The end of the discharge lamp is provided with a cap having a screw 9, and a glow lighting tube with a capacitor attached thereto is mounted inside the cap.

FIG. 2 shows a cross section of the discharge lamp shown in FIG. 1 along line 1-1.

The glass wall of the discharge space, designated 11, is provided with a phosphor coating, and the inner tube is designated 12.

A phosphor coating 14 is applied to the inner wall surface of the inner tube, and the phosphor coating is applied to cover only half of the outer peripheral surface, leaving a portion close to the wall of the outer tube.

If 80% or more of the outer peripheral surface of the inner tube is covered with a phosphor coating, the light distribution of this discharge lamp will become non-uniform.

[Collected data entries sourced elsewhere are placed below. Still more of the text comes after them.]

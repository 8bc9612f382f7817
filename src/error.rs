#[derive(Debug, thiserror::Error)]
pub enum PricerError {
    #[error("HTTP error: {0}")]
    Http(#[from] reqwest::Error),

    #[error("HTTP status {status} from {url}")]
    HttpStatus { url: String, status: u16 },

    #[error("IO error: {0}")]
    Io(#[from] std::io::Error),

    #[error("JSON error: {0}")]
    Json(#[from] serde_json::Error),

    #[error("Invalid argument: {0}")]
    InvalidArgument(String),
}

pub type Result<T> = std::result::Result<T, PricerError>;
use std::path::PathBuf;
use std::time::Duration;

use crate::models::VariantType;

pub const USER_AGENT: &str = concat!("deck-pricer/", env!("CARGO_PKG_VERSION"));

pub const SCRYFALL_API: &str = "https://api.scryfall.com";

// ---------------------------------------------------------------------------
// Default per-type prices (used when the catalog carries no usable price)
// ---------------------------------------------------------------------------

pub const DEFAULT_REGULAR_PRICE: f64 = 2.20;
pub const DEFAULT_HOLO_PRICE: f64 = 3.00;
pub const DEFAULT_FOIL_PRICE: f64 = 3.50;

/// Largest per-card price accepted from a catalog; anything above is treated
/// as unparsable.
pub const MAX_PRICE_DOLLARS: f64 = 100_000.0;

pub fn default_price_dollars(variant: VariantType) -> f64 {
    match variant {
        VariantType::Regular => DEFAULT_REGULAR_PRICE,
        VariantType::Holo => DEFAULT_HOLO_PRICE,
        VariantType::Foil => DEFAULT_FOIL_PRICE,
    }
}

pub fn default_price_cents(variant: VariantType) -> u64 {
    match variant {
        VariantType::Regular => 220,
        VariantType::Holo => 300,
        VariantType::Foil => 350,
    }
}

// ---------------------------------------------------------------------------
// Discount and shipping rules
// ---------------------------------------------------------------------------

/// `(threshold in cents, percent)`; the first tier whose threshold is strictly
/// exceeded wins. Ordered from highest to lowest.
pub const DISCOUNT_TIERS: &[(u64, u64)] = &[
    (40_000, 50),
    (30_000, 35),
    (20_000, 30),
    (16_000, 25),
    (10_000, 15),
    (6_000, 5),
];

pub const EXPRESS_SHIPPING_THRESHOLD_CENTS: u64 = 30_000;
pub const FREE_SHIPPING_THRESHOLD_CENTS: u64 = 10_000;
pub const STANDARD_SHIPPING_CENTS: u64 = 1_000;

// ---------------------------------------------------------------------------
// Matching
// ---------------------------------------------------------------------------

/// Normalized names up to this many characters use the short fuzzy threshold.
pub const FUZZY_SHORT_NAME_LEN: usize = 15;
pub const FUZZY_SHORT_THRESHOLD: usize = 2;
pub const FUZZY_LONG_THRESHOLD: usize = 3;

// ---------------------------------------------------------------------------
// Remote catalog fetch
// ---------------------------------------------------------------------------

pub const DEFAULT_MAX_PAGES: usize = 50;
pub const DEFAULT_MIN_ROWS_PER_PAGE: usize = 1;
pub const DEFAULT_PAGE_PARAM: &str = "page";
pub const DEFAULT_TIMEOUT: Duration = Duration::from_secs(30);
pub const DEFAULT_IMAGE_LOOKUP_INTERVAL: Duration = Duration::from_millis(100);

pub fn default_preferences_path() -> PathBuf {
    if let Some(config) = dirs::config_dir() {
        config.join("deck-pricer").join("preferences.json")
    } else {
        PathBuf::from(".deck-pricer").join("preferences.json")
    }
}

[Brief explanation of drawings]

FIG. 1 is a partially cutaway side view showing a structural example of a low-pressure mercury vapor discharge lamp according to the present invention, and FIG. 2 is a cross-sectional view thereof. 1, 11...outer tube, 2, 7, 8, 12, 14
, 15... Fluorescent coating, 3... Base, 4, 5...
・Thermionic emission electrode, 6...soda glass inner tube, 9...
Threaded cap, 13...inner tube.

Claims (1)

[Scope of Claims] 1. A low-pressure gas discharge lamp in which an inner tube is provided in a discharge area surrounded by an outer tube having a phosphor coating on the inner wall surface, and one of the discharge electrodes is disposed in the inner tube, The inner tube is provided eccentrically with respect to the outer tube, and over almost the entire length of the inner tube, an area not exceeding 80% of the outer circumferential surface of the inner tube on the side remote from the wall of the outer tube. A low-pressure gas discharge lamp characterized by being provided with a phosphor coating. 2. The low-pressure gas discharge lamp according to claim 1, characterized in that a phosphor coating is provided on the inner wall surface of the inner tube. 3. The low-pressure gas discharge lamp according to claims 1 and 2, characterized in that a phosphor coating is provided over the entire length of the inner tube and over half of the outer peripheral surface of the inner tube. 4. The ratio of the diameter of the inner tube to the diameter of the outer tube is 0.
4 to 0.6. A low-pressure gas discharge lamp according to claims 1, 2, and 3, characterized in that the pressure is between 4 and 0.6. 5. Claims 1, 2, and 3, characterized in that glass fiber-like solids having a structure that is permeable to discharge are loosely dispersed in at least a part of the discharge area.
The low pressure gas discharge lamp as described in Items 1 and 4. 6. Claims 1, 2, 3, 4, and 6, characterized in that the discharge region is provided with means capable of converting electrical energy into vapor pressure optimal for effective radiation. The low pressure gas discharge lamp according to item 5. 7. The low-pressure gas discharge lamp according to claim 6, further comprising an alloy for controlling the vapor pressure in the discharge region.